> What you should do: Word for word, reproduce every line of the data below.

> Supplied information:
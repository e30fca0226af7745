//! Transport-facing connection handle
//!
//! The transport layer owns the socket; this crate only needs a stable
//! identity for the connection and a way to ask the transport to close it.

use crate::types::ConnectionId;
use serde::Serialize;
use tokio::sync::mpsc;

/// Why the server asked a connection to close
#[derive(Debug, Clone, Copy, PartialEq, Eq, Serialize)]
pub enum CloseReason {
    /// The same user connected again from somewhere else
    Superseded,
    /// The server is going away
    ServerShutdown,
}

/// Cloneable handle to one live transport connection
#[derive(Debug, Clone)]
pub struct ConnectionHandle {
    id: ConnectionId,
    closer: mpsc::UnboundedSender<CloseReason>,
}

impl ConnectionHandle {
    /// Create a handle plus the receiver the transport task listens on for
    /// close requests.
    pub fn new() -> (Self, mpsc::UnboundedReceiver<CloseReason>) {
        let (closer, rx) = mpsc::unbounded_channel();
        (
            Self {
                id: ConnectionId::new(),
                closer,
            },
            rx,
        )
    }

    pub fn id(&self) -> ConnectionId {
        self.id
    }

    /// Ask the transport to close this connection. A transport that has
    /// already gone away is ignored.
    pub fn close(&self, reason: CloseReason) {
        if self.closer.send(reason).is_err() {
            tracing::debug!("Connection {} already closed", self.id);
        }
    }
}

> Output:
repository e30fca0226af7745
//! Transport-facing connection handle
//!
//! The transport layer owns the socket; this crate only needs a stable
//! identity for the connection and a way to ask the transport to close it.

use crate::types::ConnectionId;
use serde::Serialize;
use tokio::sync::mpsc;

/// Why the server asked a connection to close
#[derive(Debug, Clone, Copy, PartialEq, Eq, Serialize)]
pub enum CloseReason {
    /// The same user connected again from somewhere else
    Superseded,
    /// The server is going away
    ServerShutdown,
}

/// Cloneable handle to one live transport connection
#[derive(Debug, Clone)]
pub struct ConnectionHandle {
    id: ConnectionId,
    closer: mpsc::UnboundedSender<CloseReason>,
}

impl ConnectionHandle {
    /// Create a handle plus the receiver the transport task listens on for
    /// close requests.
    pub fn new() -> (Self, mpsc::UnboundedReceiver<CloseReason>) {
        let (closer, rx) = mpsc::unbounded_channel();
        (
            Self {
                id: ConnectionId::new(),
                closer,
            },
            rx,
        )
    }

    pub fn id(&self) -> ConnectionId {
        self.id
    }

    /// Ask the transport to close this connection. A transport that has
    /// already gone away is ignored.
    pub fn close(&self, reason: CloseReason) {
        if self.closer.send(reason).is_err() {
            tracing::debug!("Connection {} already closed", self.id);
        }
    }
}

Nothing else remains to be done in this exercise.